The Gospel according to St. Luke is filled with mercy, compassion, and hope. Today's reading is a beautiful and personal encounter of two women who share the amazing things God has done for them at a time of tremendous anxiety.
Mary travels to her cousin with a sense of urgency. In faith, we need the help and support of each other — and sometimes there is a sense of urgency for that support. We are Catholic community. Mary and Elizabeth shared secrets of faith and they truly needed each other for support and strength during such a strange scenario. Don't we all need visitations in our lives from time to time?
We must seek out wise people in order to be bearers of peace. We must reach out to others in our times of need, and we must also be present to others with compassion and support in their times of need. Mary and Elizabeth are our models.
We remember that Advent and Christmastime are not joyful for some, while feelings of anxiety and deep grief emerge following the loss of loved ones to violence. Yet we are called to be Christ's love, mercy, healing and hope to one another. We were called by the fruit of Mary's womb.
Redemption is born in forgotten places, and a new world order is forming in this Visitation: the new way of love and mercy as proclaimed by the Prince of Peace. This is where restorative justice begins. St. John the Baptist in Elizabeth's womb moves with joy at the very presence of Jesus in Mary's womb, and the elder mother is filled with the Holy Spirit. During this Advent, may we, too, be filled with the Holy Spirit and experience the hope and joy of faith as we encounter Jesus in our own lives!

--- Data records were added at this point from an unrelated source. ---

//! Shape-checked numeric arrays.
//!
//! Accepts the two shapes numeric data takes in the dataset's pickles: nested
//! Python lists and pickled `numpy.ndarray`s. An ndarray reaches the decoder as
//! its reconstruction state `(version, shape, dtype, fortran_order, raw_bytes)`.
//! The dtype's type string does not survive decoding (only its byte order, and
//! only where the dtype is not a memo back-reference), so the element type is
//! inferred from the byte width per element:
//!
//! * 8 bytes: `i8` when every word is below 2^52 in magnitude, else `f8`;
//! * 4 bytes: `i4` when every word is below 2^23 in magnitude, else `f4`;
//! * 1 byte: `u1` / `b1`.
//!
//! Any finite non-zero IEEE value sets exponent bits that put its word above
//! those limits, so the rule only misreads subnormal floats and integers past
//! the limit.

use std::fmt;

use serde::de::{self, Error as _, SeqAccess, Visitor};
use serde::{Deserialize, Deserializer, Serialize, Serializer};

const INT64_LIMIT: u64 = 1 << 52;
const INT32_LIMIT: u32 = 1 << 23;

/// Dense row-major array of `f64` with an explicit shape.
///
/// Deserializes from a scalar, arbitrarily nested rectangular lists or a
/// pickled ndarray, and serializes to nested lists.
#[derive(Debug, Clone, PartialEq)]
pub struct NumericArray {
    shape: Vec<usize>,
    data: Vec<f64>,
}

/// Untyped pickle value, as much of it as numeric data can contain.
#[derive(Debug)]
enum Node {
    Num(f64),
    Bool(bool),
    Bytes(Vec<u8>),
    Text(String),
    Null,
    Seq(Vec<Node>),
}

impl Node {
    fn kind(&self) -> &'static str {
        match self {
            Node::Num(_) => "number",
            Node::Bool(_) => "bool",
            Node::Bytes(_) => "bytes",
            Node::Text(_) => "string",
            Node::Null => "None",
            Node::Seq(_) => "sequence",
        }
    }
}

struct NodeVisitor;

impl<'de> Visitor<'de> for NodeVisitor {
    type Value = Node;

    fn expecting(&self, f: &mut fmt::Formatter) -> fmt::Result {
        f.write_str("a number, a nested list of numbers or a numpy array")
    }

    fn visit_bool<E: de::Error>(self, v: bool) -> Result<Node, E> {
        Ok(Node::Bool(v))
    }

    fn visit_i64<E: de::Error>(self, v: i64) -> Result<Node, E> {
        Ok(Node::Num(v as f64))
    }

    fn visit_u64<E: de::Error>(self, v: u64) -> Result<Node, E> {
        Ok(Node::Num(v as f64))
    }

    fn visit_f64<E: de::Error>(self, v: f64) -> Result<Node, E> {
        Ok(Node::Num(v))
    }

    fn visit_str<E: de::Error>(self, v: &str) -> Result<Node, E> {
        Ok(Node::Text(v.to_string()))
    }

    fn visit_string<E: de::Error>(self, v: String) -> Result<Node, E> {
        Ok(Node::Text(v))
    }

    fn visit_bytes<E: de::Error>(self, v: &[u8]) -> Result<Node, E> {
        Ok(Node::Bytes(v.to_vec()))
    }

    fn visit_byte_buf<E: de::Error>(self, v: Vec<u8>) -> Result<Node, E> {
        Ok(Node::Bytes(v))
    }

    fn visit_unit<E: de::Error>(self) -> Result<Node, E> {
        Ok(Node::Null)
    }

    fn visit_none<E: de::Error>(self) -> Result<Node, E> {
        Ok(Node::Null)
    }

    fn visit_some<D: Deserializer<'de>>(self, deserializer: D) -> Result<Node, D::Error> {
        deserializer.deserialize_any(self)
    }

    fn visit_seq<A: SeqAccess<'de>>(self, mut seq: A) -> Result<Node, A::Error> {
        let mut items = Vec::with_capacity(seq.size_hint().unwrap_or(0));
        while let Some(item) = seq.next_element::<Node>()? {
            items.push(item);
        }
        Ok(Node::Seq(items))
    }
}

impl<'de> Deserialize<'de> for Node {
    fn deserialize<D: Deserializer<'de>>(deserializer: D) -> Result<Self, D::Error> {
        deserializer.deserialize_any(NodeVisitor)
    }
}

impl NumericArray {
    pub fn new(shape: Vec<usize>, data: Vec<f64>) -> Option<Self> {
        let expected: usize = shape.iter().product();
        (expected == data.len()).then_some(Self { shape, data })
    }

    pub fn from_rows<const N: usize>(rows: &[[f64; N]]) -> Self {
        Self {
            shape: vec![rows.len(), N],
            data: rows.iter().flatten().copied().collect(),
        }
    }

    pub fn from_vec(data: Vec<f64>) -> Self {
        Self {
            shape: vec![data.len()],
            data,
        }
    }

    pub fn shape(&self) -> &[usize] {
        &self.shape
    }

    pub fn data(&self) -> &[f64] {
        &self.data
    }

    pub fn len(&self) -> usize {
        self.data.len()
    }

    pub fn is_empty(&self) -> bool {
        self.data.is_empty()
    }

    /// Row `i` of a 2-D array.
    pub fn row(&self, i: usize) -> Option<&[f64]> {
        match self.shape.as_slice() {
            [rows, cols] if i < *rows => Some(&self.data[i * cols..(i + 1) * cols]),
            _ => None,
        }
    }

    fn from_node(node: Node) -> Result<Self, String> {
        if let Node::Seq(items) = &node {
            if let [Node::Num(_), Node::Seq(shape), dtype, Node::Bool(fortran), Node::Bytes(raw)] =
                items.as_slice()
            {
                return Self::from_ndarray_state(shape, dtype, *fortran, raw);
            }
        }

        let mut shape = Vec::new();
        let mut first = &node;
        while let Node::Seq(items) = first {
            shape.push(items.len());
            match items.first() {
                Some(item) => first = item,
                None => break,
            }
        }

        let mut data = Vec::new();
        flatten(&node, &shape, 0, &mut data)?;
        Ok(Self { shape, data })
    }

    fn from_ndarray_state(shape: &[Node], dtype: &Node, fortran: bool, raw: &[u8]) -> Result<Self, String> {
        let shape = shape
            .iter()
            .map(|dim| match dim {
                Node::Num(v) if *v >= 0.0 && v.fract() == 0.0 => Ok(*v as usize),
                other => Err(format!("ndarray dimension must be a non-negative integer, got {}", other.kind())),
            })
            .collect::<Result<Vec<_>, _>>()?;
        let count: usize = shape.iter().product();

        // dtype state: (version, byte_order, subarray, names, fields, elsize, alignment, flags)
        let big_endian = match dtype {
            Node::Seq(state) => matches!(state.get(1), Some(Node::Text(order)) if order == ">"),
            _ => false,
        };

        let data = decode_elements(raw, count, big_endian)?;
        let data = if fortran { fortran_to_row_major(&shape, &data) } else { data };
        Ok(Self { shape, data })
    }
}

fn flatten(node: &Node, shape: &[usize], depth: usize, out: &mut Vec<f64>) -> Result<(), String> {
    let value = match node {
        Node::Seq(items) => {
            if shape.get(depth) != Some(&items.len()) {
                return Err(format!("ragged array at depth {}", depth));
            }
            for item in items {
                flatten(item, shape, depth + 1, out)?;
            }
            return Ok(());
        }
        Node::Num(v) => *v,
        Node::Bool(v) => f64::from(u8::from(*v)),
        other => return Err(format!("unexpected {} in numeric array", other.kind())),
    };
    if depth != shape.len() {
        return Err(format!("scalar at depth {} in array of rank {}", depth, shape.len()));
    }
    out.push(value);
    Ok(())
}

/// Fixed-width words of `raw`, reordered to little-endian.
fn words<const N: usize>(raw: &[u8], big_endian: bool) -> impl Iterator<Item = [u8; N]> + '_ {
    raw.chunks_exact(N).map(move |chunk| {
        let mut word = [0u8; N];
        word.copy_from_slice(chunk);
        if big_endian {
            word.reverse();
        }
        word
    })
}

fn decode_elements(raw: &[u8], count: usize, big_endian: bool) -> Result<Vec<f64>, String> {
    if count == 0 {
        return if raw.is_empty() {
            Ok(Vec::new())
        } else {
            Err(format!("{} bytes of data for an empty ndarray", raw.len()))
        };
    }
    if raw.len() % count != 0 {
        return Err(format!("{} bytes do not split into {} elements", raw.len(), count));
    }

    let data = match raw.len() / count {
        8 => {
            let bits: Vec<i64> = words::<8>(raw, big_endian).map(i64::from_le_bytes).collect();
            if bits.iter().all(|b| b.unsigned_abs() < INT64_LIMIT) {
                bits.into_iter().map(|b| b as f64).collect()
            } else {
                bits.into_iter().map(|b| f64::from_bits(b as u64)).collect()
            }
        }
        4 => {
            let bits: Vec<i32> = words::<4>(raw, big_endian).map(i32::from_le_bytes).collect();
            if bits.iter().all(|b| b.unsigned_abs() < INT32_LIMIT) {
                bits.into_iter().map(f64::from).collect()
            } else {
                bits.into_iter().map(|b| f64::from(f32::from_bits(b as u32))).collect()
            }
        }
        1 => raw.iter().copied().map(f64::from).collect(),
        width => return Err(format!("unsupported ndarray element width {}", width)),
    };
    Ok(data)
}

/// Reorders column-major `data` into row-major order.
fn fortran_to_row_major(shape: &[usize], data: &[f64]) -> Vec<f64> {
    let mut out = Vec::with_capacity(data.len());
    let mut index = vec![0usize; shape.len()];
    for _ in 0..data.len() {
        let mut offset = 0;
        let mut stride = 1;
        for (i, dim) in index.iter().zip(shape) {
            offset += i * stride;
            stride *= dim;
        }
        out.push(data[offset]);

        for axis in (0..shape.len()).rev() {
            index[axis] += 1;
            if index[axis] < shape[axis] {
                break;
            }
            index[axis] = 0;
        }
    }
    out
}

impl<'de> Deserialize<'de> for NumericArray {
    fn deserialize<D: Deserializer<'de>>(deserializer: D) -> Result<Self, D::Error> {
        let node = Node::deserialize(deserializer)?;
        NumericArray::from_node(node).map_err(D::Error::custom)
    }
}

/// Borrowed view of one nesting level during serialization.
struct Level<'a> {
    shape: &'a [usize],
    data: &'a [f64],
}

impl Serialize for Level<'_> {
    fn serialize<S: Serializer>(&self, serializer: S) -> Result<S::Ok, S::Error> {
        use serde::ser::SerializeSeq;

        let Some((&len, rest)) = self.shape.split_first() else {
            return serializer.serialize_f64(self.data.first().copied().unwrap_or_default());
        };
        let stride: usize = rest.iter().product();
        let mut seq = serializer.serialize_seq(Some(len))?;
        for i in 0..len {
            seq.serialize_element(&Level {
                shape: rest,
                data: &self.data[i * stride..(i + 1) * stride],
            })?;
        }
        seq.end()
    }
}

impl Serialize for NumericArray {
    fn serialize<S: Serializer>(&self, serializer: S) -> Result<S::Ok, S::Error> {
        Level {
            shape: &self.shape,
            data: &self.data,
        }
        .serialize(serializer)
    }
}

This passage reminds us that our God dwells in those who have been shut out of the powers that be, and that our omnipotent and omnibenevolent Creator chooses to work through those on the margins. May we also demonstrate the love of our Holy Redeemer, as we live out mercy for those who cause the worst human pain by taking another's life. Those on death rows. Those who are not saints.
Redemption is born in forgotten places... in mangers and in prisons.

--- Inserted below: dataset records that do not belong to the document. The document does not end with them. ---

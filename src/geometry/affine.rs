//! Alignment between the stereo model's working image and the original image.
//!
//! The model consumes images whose longer side is resized to a fixed square
//! size and then center-cropped to patch-aligned extents. Predictions live in
//! that working space; `AffineTransform` maps them back to original pixels.

use std::path::Path;

use anyhow::Result;
use nalgebra::{Matrix2x3, Point2, Vector3};

use crate::io::image::image_dimensions;

/// Crop half-extents are `(2 * c / PATCH_ALIGN) * (PATCH_ALIGN / 2)`, so the
/// full crop is a multiple of the model's patch size.
pub const PATCH_ALIGN: u32 = 16;

/// Resampling filter used when producing the working image.
///
/// Does not affect the transform, only pixel values.
#[derive(Debug, Clone, Copy, PartialEq, Eq)]
pub enum Interpolation {
    /// Downscaling (original longer side exceeds the target).
    Lanczos,
    /// Upscaling or identity.
    Cubic,
}

/// Longer-side resize from original dimensions to the working size.
#[derive(Debug, Clone, Copy, PartialEq)]
pub struct ResizePlan {
    pub original_width: u32,
    pub original_height: u32,
    pub width: u32,
    pub height: u32,
    pub interpolation: Interpolation,
}

impl ResizePlan {
    pub fn new(original_width: u32, original_height: u32, size: u32) -> Self {
        let longest = original_width.max(original_height).max(1) as f64;
        let resize = |v: u32| (v as f64 * size as f64 / longest).round_ties_even() as u32;
        let interpolation = if longest > size as f64 {
            Interpolation::Lanczos
        } else {
            Interpolation::Cubic
        };
        Self {
            original_width,
            original_height,
            width: resize(original_width),
            height: resize(original_height),
            interpolation,
        }
    }

    /// Effective horizontal scale (resized / original).
    pub fn scale_x(&self) -> f64 {
        self.width as f64 / self.original_width as f64
    }

    /// Effective vertical scale (resized / original).
    pub fn scale_y(&self) -> f64 {
        self.height as f64 / self.original_height as f64
    }

    pub fn is_square(&self) -> bool {
        self.width == self.height
    }
}

/// Center crop expressed as a center point and half extents (pixels).
#[derive(Debug, Clone, Copy, PartialEq, Eq)]
pub struct CropWindow {
    pub cx: u32,
    pub cy: u32,
    pub half_width: u32,
    pub half_height: u32,
}

impl CropWindow {
    /// Patch-aligned window around `(cx, cy)`.
    ///
    /// When `square_ok` is false and the resized image is square, the window
    /// height shrinks to 3/4 of its width.
    pub fn centered(cx: u32, cy: u32, square_ok: bool, resized_is_square: bool) -> Self {
        let half = PATCH_ALIGN / 2;
        let half_width = ((2 * cx) / PATCH_ALIGN) * half;
        let mut half_height = ((2 * cy) / PATCH_ALIGN) * half;
        if !square_ok && resized_is_square {
            half_height = 3 * half_width / 4;
        }
        Self {
            cx,
            cy,
            half_width,
            half_height,
        }
    }

    pub fn left(&self) -> i64 {
        self.cx as i64 - self.half_width as i64
    }

    pub fn top(&self) -> i64 {
        self.cy as i64 - self.half_height as i64
    }

    pub fn width(&self) -> u32 {
        2 * self.half_width
    }

    pub fn height(&self) -> u32 {
        2 * self.half_height
    }
}

/// 2x3 affine map from working-image pixels to original-image pixels.
#[derive(Debug, Clone, Copy, PartialEq)]
pub struct AffineTransform {
    pub matrix: Matrix2x3<f64>,
}

impl AffineTransform {
    /// Transform for an image of the given original dimensions.
    ///
    /// The crop window is anchored at the target square's center
    /// `(size / 2, size / 2)` and the translation is expressed in original
    /// pixels: `t = (center - half_extent) / scale` per axis.
    pub fn crop_to_original(
        original_width: u32,
        original_height: u32,
        size: u32,
        square_ok: bool,
    ) -> Self {
        let plan = ResizePlan::new(original_width, original_height, size);
        let window = CropWindow::centered(size / 2, size / 2, square_ok, plan.is_square());

        let scale_x = plan.scale_x();
        let scale_y = plan.scale_y();
        let translate_x = window.left() as f64 / scale_x;
        let translate_y = window.top() as f64 / scale_y;

        Self {
            matrix: Matrix2x3::new(
                1.0 / scale_x, 0.0, translate_x,
                0.0, 1.0 / scale_y, translate_y,
            ),
        }
    }

    pub fn apply(&self, point: &Point2<f64>) -> Point2<f64> {
        let mapped = self.matrix * Vector3::new(point.x, point.y, 1.0);
        Point2::new(mapped.x, mapped.y)
    }

    /// Row-major `[[a, b, tx], [c, d, ty]]`.
    pub fn to_rows(&self) -> [[f64; 3]; 2] {
        let m = &self.matrix;
        [
            [m[(0, 0)], m[(0, 1)], m[(0, 2)]],
            [m[(1, 0)], m[(1, 1)], m[(1, 2)]],
        ]
    }
}

/// Reads the image header/pixels at `path` and computes its transform.
///
/// Fails with `DataError::ImageNotFound` or `DataError::ImageDecode`.
pub fn affine_for_image(path: &Path, size: u32, square_ok: bool) -> Result<AffineTransform> {
    let (width, height) = image_dimensions(path)?;
    Ok(AffineTransform::crop_to_original(width, height, size, square_ok))
}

We don't get to choose our calling, right? We only get to choose our response. Let us choose Life! Let us continue to anticipate with great hope!

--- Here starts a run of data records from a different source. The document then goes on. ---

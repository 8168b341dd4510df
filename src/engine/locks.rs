use std::sync::Arc;

use dashmap::DashMap;
use tokio::sync::Mutex;

use crate::model::ResourceId;

/// One mutual-exclusion lock per resource id, shared by every caller.
///
/// The lock for a given id must be created exactly once: two first-callers
/// racing through a plain contains-then-insert would each get their own
/// mutex and silently stop excluding each other. `DashMap::entry` performs
/// the insert-if-absent atomically under the shard lock, so all callers
/// observe the same `Arc`.
///
/// Locks are never evicted — the resource set is bounded and admin-managed,
/// so a mutex per resource for the process lifetime is acceptable.
pub struct ResourceLockTable {
    locks: DashMap<ResourceId, Arc<Mutex<()>>>,
}

impl Default for ResourceLockTable {
    fn default() -> Self {
        Self::new()
    }
}

impl ResourceLockTable {
    pub fn new() -> Self {
        Self {
            locks: DashMap::new(),
        }
    }

    /// Return the unique lock for `resource_id`, creating it on first use.
    pub fn lock_for(&self, resource_id: &str) -> Arc<Mutex<()>> {
        let lock = self
            .locks
            .entry(resource_id.to_owned())
            .or_insert_with(|| Arc::new(Mutex::new(())))
            .clone();
        // Two distinct mutexes for one id would be a defect in this table,
        // not a recoverable condition.
        debug_assert!(
            self.locks
                .get(resource_id)
                .is_some_and(|entry| Arc::ptr_eq(&lock, entry.value())),
            "lock table produced divergent locks for resource {resource_id}"
        );
        lock
    }

    /// Number of resource ids that have been locked at least once.
    pub fn len(&self) -> usize {
        self.locks.len()
    }

    pub fn is_empty(&self) -> bool {
        self.locks.is_empty()
    }
}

God of Mercy, fill us with the eagerness, compassion, love, humility, gratitude and joy of Saints Mary and Elizabeth during Advent and beyond, and bless our mothers with your peace, always. Amen.
Becky O'Neil McBrayer is a murder victims' family member and the sister
of one who has murdered. She is an Executive Board Member
of Oregonians for Alternatives to the Death Penalty and a
Catholic advocate for death penalty repeal.